Examples of my work / Things I'm proud of
Kernel security updates for the Dapper, Hardy, Intrepid, Jaunty, and Karmic from October 2009 through end of January 2010 were a direct result of work I'd done. I found this work to be very fulfilling and dare I say fun. Also, due to my CVE work, I was granted full git commit privileges to all the Ubuntu kernel trees.
During the same time frame I was also heavily involved with reviewing stable patch sets from upstream and applying them to our Ubuntu Karmic kernel for SRU. All of these kernels have since moved through -proposed and into -updates. I'm also proud of the fact that a few of my own patches for Ubuntu bugs that I submitted upstream were accepted into upstream stable patch sets and thus made their way back into the Ubuntu kernels and fixed known issues reported by Ubuntu users. This was very gratifying to witness patches of mine come full circle.
Areas of work
- Kernel CVE's. I processed 4 rounds of Kernel CVE's from Oct 2009 through Jan 2010. The work included investigation of each CVE, finding appropriate fixes, and applying patches to Dapper, Hardy, Intrepid, Jaunty, Karmic, and Lucid where applicable. In addition to this, I was also responsible for performing build tests, boot tests, and qa regression tests for each security kernel across all releases and all arch's. As a final step, I packaged each kernel and meta package to be handed off to the security team to do a final set of build tests, re-sign, and upload to the security pocket. I primarily worked with Stefan Bader (Ubuntu Kernel Team) and Kees Cook (Ubuntu Security Team). As of Feb 2010 we've been bringing another Kernel Team member up to speed on processing CVE's but I've continued to provide feedback in the form of patch reviews as well as helping test.
- Upstream Stable Patch Sets. I reviewed and applied the upstream 184.108.40.206, 220.127.116.11, 18.104.22.168, and 22.214.171.124 stable patch sets.
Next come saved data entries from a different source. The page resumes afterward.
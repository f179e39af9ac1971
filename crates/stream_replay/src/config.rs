//! Configuration management for the replay driver.
//!
//! Loads a TOML file describing the session, the translator tuning, the key
//! binding table and the scripted input to replay. Every section is optional
//! and falls back to its defaults.

use crate::script::{ScriptedInput, ShellToggle};
use message_stream::{LookAtSettings, MetaMap, MetaMapError, MetaMapRecord, MouseSettings, TranslatorConfig};
use serde::{Deserialize, Serialize};
use std::path::{Path, PathBuf};

/// Failures while loading or checking a configuration file.
#[derive(Debug, thiserror::Error)]
pub enum ConfigError {
    #[error("Failed to read {path}: {source}")]
    Io {
        path: PathBuf,
        #[source]
        source: std::io::Error,
    },
    #[error("Failed to parse {path}: {source}")]
    Parse {
        path: PathBuf,
        #[source]
        source: toml::de::Error,
    },
    #[error("Invalid key binding: {0}")]
    Binding(#[from] MetaMapError),
    #[error("Configuration validation failed: {0}")]
    Invalid(String),
}

fn default_log_level() -> String {
    "info".to_string()
}

fn default_viewport_width() -> i32 {
    800
}

fn default_viewport_height() -> i32 {
    600
}

/// Default tick interval for serde deserialization
fn default_tick_interval() -> u64 {
    33 // ~30 client frames per second
}

/// Application configuration loaded from TOML file.
#[derive(Debug, Clone, Default, Serialize, Deserialize)]
pub struct AppConfig {
    #[serde(default)]
    pub logging: LoggingSettings,
    #[serde(default)]
    pub session: SessionSettings,
    /// Click refinement for the meta translator
    #[serde(default)]
    pub mouse: MouseSettings,
    /// Camera tuning for the look-at translator
    #[serde(default)]
    pub look_at: LookAtSettings,
    /// Key binding table, in match order. Empty means the stock bindings.
    #[serde(default)]
    pub bindings: Vec<MetaMapRecord>,
    /// Scripted device events
    #[serde(default)]
    pub input: Vec<ScriptedInput>,
    /// Scripted shell screen changes
    #[serde(default)]
    pub shell: Vec<ShellToggle>,
}

/// Logging system configuration.
#[derive(Debug, Clone, Serialize, Deserialize)]
pub struct LoggingSettings {
    /// Log level filter (trace, debug, info, warn, error)
    #[serde(default = "default_log_level")]
    pub level: String,
    /// Whether to output logs in JSON format
    #[serde(default)]
    pub json_format: bool,
}

impl Default for LoggingSettings {
    fn default() -> Self {
        Self {
            level: default_log_level(),
            json_format: false,
        }
    }
}

/// Client session settings.
#[derive(Debug, Clone, Serialize, Deserialize)]
pub struct SessionSettings {
    /// Index of the player this client plays as
    #[serde(default)]
    pub local_player: i32,
    #[serde(default = "default_viewport_width")]
    pub viewport_width: i32,
    #[serde(default = "default_viewport_height")]
    pub viewport_height: i32,
    /// Client tick interval in milliseconds
    #[serde(default = "default_tick_interval")]
    pub tick_interval_ms: u64,
    /// Ticks to run; 0 runs until the script is exhausted
    #[serde(default)]
    pub max_ticks: u32,
    /// Whether a shell screen is up when the replay starts
    #[serde(default)]
    pub start_in_shell: bool,
}

impl Default for SessionSettings {
    fn default() -> Self {
        Self {
            local_player: 0,
            viewport_width: default_viewport_width(),
            viewport_height: default_viewport_height(),
            tick_interval_ms: default_tick_interval(),
            max_ticks: 0,
            start_in_shell: false,
        }
    }
}

impl AppConfig {
    /// Loads configuration from a TOML file. A missing file yields the
    /// defaults; the caller decides whether to warn about it.
    pub async fn load_from_file(path: &Path) -> Result<Self, ConfigError> {
        if !path.exists() {
            return Ok(Self::default());
        }
        let content = tokio::fs::read_to_string(path).await.map_err(|source| ConfigError::Io {
            path: path.to_path_buf(),
            source,
        })?;
        Self::from_toml(&content).map_err(|source| ConfigError::Parse {
            path: path.to_path_buf(),
            source,
        })
    }

    pub fn from_toml(content: &str) -> Result<Self, toml::de::Error> {
        toml::from_str(content)
    }

    /// Builds the translator chain settings, checking the binding table.
    pub fn to_translator_config(&self) -> Result<TranslatorConfig, ConfigError> {
        let bindings = if self.bindings.is_empty() {
            MetaMap::default_bindings()
        } else {
            MetaMap::from_records(self.bindings.iter().cloned())?
        };
        Ok(TranslatorConfig {
            bindings,
            mouse: self.mouse,
            look_at: self.look_at,
        })
    }

    /// Validates the configuration for consistency and correctness.
    pub fn validate(&self) -> Result<(), String> {
        let valid_levels = ["trace", "debug", "info", "warn", "error"];
        if !valid_levels.contains(&self.logging.level.as_str()) {
            return Err(format!(
                "Invalid log level: {}. Must be one of: {valid_levels:?}",
                &self.logging.level
            ));
        }

        if self.session.local_player < 0 {
            return Err(format!("session.local_player must not be negative (got {})", self.session.local_player));
        }
        if self.session.viewport_width <= 0 || self.session.viewport_height <= 0 {
            return Err(format!(
                "Viewport must be positive (got {}x{})",
                self.session.viewport_width, self.session.viewport_height
            ));
        }
        if self.session.tick_interval_ms == 0 {
            return Err("session.tick_interval_ms must be greater than 0".to_string());
        }

        if self.mouse.drag_tolerance < 0 {
            return Err("mouse.drag_tolerance must not be negative".to_string());
        }

        let look_at = &self.look_at;
        if look_at.scroll_amount < 0.0 {
            return Err("look_at.scroll_amount must not be negative".to_string());
        }
        if look_at.screen_edge_size < 0 || look_at.rmb_scroll_threshold < 0 {
            return Err("look_at edge size and scroll threshold must not be negative".to_string());
        }
        let half_min = self.session.viewport_width.min(self.session.viewport_height) / 2;
        if look_at.screen_edge_size >= half_min {
            return Err(format!(
                "look_at.screen_edge_size {} leaves no interior in a {}x{} viewport",
                look_at.screen_edge_size, self.session.viewport_width, self.session.viewport_height
            ));
        }

        Ok(())
    }
}
#[cfg(test)]
mod tests {
    use super::*;
    use crate::input::RawInput;
    use crate::tests::harness::Harness;

    fn scroll_map() -> MetaMap {
        MetaMap::from_records([
            MetaMapRecord::new(MessageType::MetaScrollUp, MappableKey::Up, KeyTransition::Down, ModifierMask::NONE),
            MetaMapRecord::new(MessageType::MetaEndScrollUp, MappableKey::Up, KeyTransition::Up, ModifierMask::NONE),
        ])
        .unwrap()
    }

    fn key_down(key: MappableKey) -> RawInput {
        RawInput::KeyDown {
            key,
            modifiers: ModifierMask::NONE,
            autorepeat: false,
        }
    }

    fn click(button: MouseButton, x: i32, y: i32, time: u32) -> [RawInput; 2] {
        let modifiers = ModifierMask::NONE;
        [
            RawInput::MouseDown { button, x, y, modifiers, time },
            RawInput::MouseUp { button, x, y, modifiers, time: time + 50 },
        ]
    }

    fn harness(map: MetaMap) -> Harness {
        Harness::new().with(MetaEventTranslator::new(map, MouseSettings::default()), 20)
    }

    #[test]
    fn test_bound_key_down_becomes_meta() {
        let mut h = harness(scroll_map());
        h.input(key_down(MappableKey::Up));
        h.propagate();
        assert_eq!(h.drain_kinds(), vec![MessageType::MetaScrollUp]);
    }

    #[test]
    fn test_unbound_key_is_kept() {
        let mut h = harness(scroll_map());
        h.input(key_down(MappableKey::Q));
        h.propagate();
        assert_eq!(h.drain_kinds(), vec![MessageType::RawKeyDown]);
    }

    #[test]
    fn test_autorepeat_is_swallowed() {
        let mut h = harness(scroll_map());
        h.input(RawInput::KeyDown {
            key: MappableKey::Up,
            modifiers: ModifierMask::NONE,
            autorepeat: true,
        });
        let report = h.propagate();
        assert_eq!(report.destroyed, 1);
        assert_eq!(report.synthesized, 0);
        assert!(h.drain_kinds().is_empty());
    }

    #[test]
    fn test_modifier_mismatch_does_not_match() {
        let mut h = harness(scroll_map());
        h.input(RawInput::KeyDown {
            key: MappableKey::Up,
            modifiers: ModifierMask::CTRL,
            autorepeat: false,
        });
        h.propagate();
        assert_eq!(h.drain_kinds(), vec![MessageType::RawKeyDown]);
    }

    #[test]
    fn test_first_match_wins() {
        let map = MetaMap::from_records([
            MetaMapRecord::new(MessageType::MetaStop, MappableKey::S, KeyTransition::Down, ModifierMask::NONE),
            MetaMapRecord::new(MessageType::MetaScatter, MappableKey::S, KeyTransition::Down, ModifierMask::NONE),
        ])
        .unwrap();
        let mut h = harness(map);
        h.input(key_down(MappableKey::S));
        h.propagate();
        assert_eq!(h.drain_kinds(), vec![MessageType::MetaStop]);
    }

    #[test]
    fn test_double_down_needs_repeated_key() {
        let map = MetaMap::from_records([
            MetaMapRecord::new(MessageType::MetaViewCommandCenter, MappableKey::H, KeyTransition::DoubleDown, ModifierMask::NONE),
            MetaMapRecord::new(MessageType::MetaSelectHero, MappableKey::H, KeyTransition::Down, ModifierMask::NONE),
        ])
        .unwrap();
        let mut h = harness(map);
        h.input(key_down(MappableKey::H));
        h.input(RawInput::KeyUp { key: MappableKey::H, modifiers: ModifierMask::NONE });
        h.input(key_down(MappableKey::H));
        h.propagate();
        assert_eq!(
            h.drain_kinds(),
            vec![MessageType::RawKeyUp, MessageType::MetaSelectHero, MessageType::MetaViewCommandCenter]
        );
    }

    #[test]
    fn test_game_bindings_wait_for_first_frame() {
        let mut h = harness(scroll_map());
        h.client.set_frame(0);
        h.input(key_down(MappableKey::Up));
        h.propagate();
        assert_eq!(h.drain_kinds(), vec![MessageType::RawKeyDown]);
    }

    #[test]
    fn test_shell_gates_bindings() {
        let map = MetaMap::from_records([
            MetaMapRecord::new(MessageType::MetaOptions, MappableKey::Esc, KeyTransition::Down, ModifierMask::NONE)
                .usable_in(&[CommandUsableIn::Shell]),
            MetaMapRecord::new(MessageType::MetaStop, MappableKey::S, KeyTransition::Down, ModifierMask::NONE),
        ])
        .unwrap();
        let mut h = harness(map);
        h.client.set_shell_active(true);
        h.input(key_down(MappableKey::Esc));
        h.input(key_down(MappableKey::S));
        h.propagate();
        assert_eq!(h.drain_kinds(), vec![MessageType::RawKeyDown, MessageType::MetaOptions]);

        h.client.set_shell_active(false);
        h.input(key_down(MappableKey::Esc));
        h.input(key_down(MappableKey::S));
        h.propagate();
        assert_eq!(h.drain_kinds(), vec![MessageType::RawKeyDown, MessageType::MetaStop]);
    }

    #[test]
    fn test_modifier_only_transitions() {
        let map = MetaMap::from_records([
            MetaMapRecord::new(MessageType::MetaBeginPreferSelection, MappableKey::None, KeyTransition::Down, ModifierMask::SHIFT),
            MetaMapRecord::new(MessageType::MetaEndPreferSelection, MappableKey::None, KeyTransition::Up, ModifierMask::SHIFT),
        ])
        .unwrap();
        let mut h = harness(map);
        h.input(RawInput::KeyDown {
            key: MappableKey::LeftShift,
            modifiers: ModifierMask::SHIFT,
            autorepeat: false,
        });
        h.input(RawInput::KeyUp {
            key: MappableKey::LeftShift,
            modifiers: ModifierMask::NONE,
        });
        h.propagate();
        assert_eq!(
            h.drain_kinds(),
            vec![MessageType::MetaBeginPreferSelection, MessageType::MetaEndPreferSelection]
        );
    }

    #[test]
    fn test_modifier_only_without_binding_emits_nothing() {
        let mut h = harness(scroll_map());
        h.input(RawInput::KeyDown {
            key: MappableKey::LeftShift,
            modifiers: ModifierMask::SHIFT,
            autorepeat: false,
        });
        h.input(RawInput::KeyUp {
            key: MappableKey::LeftShift,
            modifiers: ModifierMask::NONE,
        });
        let report = h.propagate();
        assert_eq!(report.synthesized, 0);
        assert_eq!(h.drain_kinds(), vec![MessageType::RawKeyDown, MessageType::RawKeyUp]);
    }

    #[test]
    fn test_click_carries_point_region() {
        let mut h = harness(MetaMap::new());
        for event in click(MouseButton::Left, 100, 200, 0) {
            h.input(event);
        }
        h.propagate();
        let messages = h.drain();
        let kinds: Vec<_> = messages.iter().map(|m| m.kind()).collect();
        assert_eq!(kinds, vec![MessageType::RawMouseLeftButtonDown, MessageType::MouseLeftClick]);
        let region = messages[1].pixel_region(0);
        assert!(region.is_point());
        assert_eq!(region.lo, ICoord2D::new(100, 200));
        assert_eq!(messages[1].integer(1), 0);
    }

    #[test]
    fn test_drag_within_tolerance_collapses() {
        let mut h = harness(MetaMap::new());
        let modifiers = ModifierMask::SHIFT;
        h.input(RawInput::MouseDown { button: MouseButton::Left, x: 10, y: 10, modifiers, time: 0 });
        h.input(RawInput::MouseUp { button: MouseButton::Left, x: 13, y: 7, modifiers, time: 10 });
        h.input(RawInput::MouseDown { button: MouseButton::Left, x: 10, y: 10, modifiers, time: 5000 });
        h.input(RawInput::MouseUp { button: MouseButton::Left, x: 60, y: 40, modifiers, time: 5010 });
        h.propagate();
        let clicks: Vec<_> = h.drain().into_iter().filter(|m| m.kind() == MessageType::MouseLeftClick).collect();
        assert_eq!(clicks.len(), 2);
        assert_eq!(clicks[0].pixel_region(0), IRegion2D::spanning(ICoord2D::new(10, 10), ICoord2D::new(10, 10)));
        assert_eq!(clicks[1].pixel_region(0), IRegion2D::spanning(ICoord2D::new(10, 10), ICoord2D::new(60, 40)));
        assert_eq!(clicks[1].integer(1), ModifierMask::SHIFT.bits() as i32);
    }

    #[test]
    fn test_drag_exactly_at_tolerance_is_a_click() {
        let mut h = harness(MetaMap::new());
        let modifiers = ModifierMask::NONE;
        h.input(RawInput::MouseDown { button: MouseButton::Left, x: 10, y: 10, modifiers, time: 0 });
        h.input(RawInput::MouseUp { button: MouseButton::Left, x: 14, y: 6, modifiers, time: 10 });
        h.input(RawInput::MouseDown { button: MouseButton::Left, x: 10, y: 10, modifiers, time: 5000 });
        h.input(RawInput::MouseUp { button: MouseButton::Left, x: 15, y: 10, modifiers, time: 5010 });
        h.propagate();
        let clicks: Vec<_> = h.drain().into_iter().filter(|m| m.kind() == MessageType::MouseLeftClick).collect();
        assert_eq!(clicks.len(), 2);
        assert!(clicks[0].pixel_region(0).is_point());
        assert_eq!(clicks[0].pixel_region(0).lo, ICoord2D::new(10, 10));
        assert!(!clicks[1].pixel_region(0).is_point());
    }

    #[test]
    fn test_quick_second_click_is_double_click() {
        let mut h = harness(MetaMap::new());
        for event in click(MouseButton::Right, 5, 5, 1000).into_iter().chain(click(MouseButton::Right, 6, 5, 1200)) {
            h.input(event);
        }
        h.propagate();
        let refined: Vec<_> = h.drain_kinds().into_iter().filter(|k| !k.is_raw_input()).collect();
        assert_eq!(refined, vec![MessageType::MouseRightClick, MessageType::MouseRightDoubleClick]);
    }

    #[test]
    fn test_slow_second_click_is_single_click() {
        let mut h = harness(MetaMap::new());
        for event in click(MouseButton::Middle, 5, 5, 1000).into_iter().chain(click(MouseButton::Middle, 5, 5, 3000)) {
            h.input(event);
        }
        h.propagate();
        let refined: Vec<_> = h.drain_kinds().into_iter().filter(|k| !k.is_raw_input()).collect();
        assert_eq!(refined, vec![MessageType::MouseMiddleClick, MessageType::MouseMiddleClick]);
    }

    #[test]
    fn test_device_double_click_sets_flag() {
        let mut h = harness(MetaMap::new());
        let modifiers = ModifierMask::NONE;
        h.input(RawInput::MouseDoubleClick { button: MouseButton::Left, x: 1, y: 1, modifiers, time: 0 });
        h.input(RawInput::MouseUp { button: MouseButton::Left, x: 1, y: 1, modifiers, time: 0 });
        h.propagate();
        assert_eq!(
            h.drain_kinds(),
            vec![MessageType::RawMouseLeftDoubleClick, MessageType::MouseLeftDoubleClick]
        );
    }

    #[test]
    fn test_position_and_wheel_are_kept() {
        let mut h = harness(MetaMap::new());
        h.input(RawInput::MouseMove { x: 1, y: 2, modifiers: ModifierMask::NONE });
        h.input(RawInput::Wheel { x: 1, y: 2, delta: -120, modifiers: ModifierMask::NONE });
        h.propagate();
        assert_eq!(h.drain_kinds(), vec![MessageType::RawMousePosition, MessageType::RawMouseWheel]);
    }
}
I also helped upload these packages to our pre-proposed kernel-ppa and had a few uploads to -proposed sponsored by Stefan Bader. I've since continued to help review the 126.96.36.199, 188.8.131.52, and 184.108.40.206 upstream patch sets while another member of the team has applied them. I primarily worked with Stefan Bader (Ubuntu Kernel Team).
- As I begin ramping up for Lucid+1, ie M, I've done some misc work with other members of the Ubuntu kernel team. I worked with Tim Gardner (Ubuntu Kernel Team) to apply and package some fixes for our Freescale iMX51 package. Tim subsequently sponsored this upload for me. Also per Tim's request I sync'd the OEM Hardy LUM and LBM tarballs into our main Hardy git repo and Stefan handled the upload to the netbook-lpia pocket. I've also made Andy Whitcroft (Ubuntu Kernel Team) my new BFF for M's release cycle :). I fully expect to work more closely with him between the months leading up to M all the way through M's release. He's already got me prepping ubuntu-m's git repo.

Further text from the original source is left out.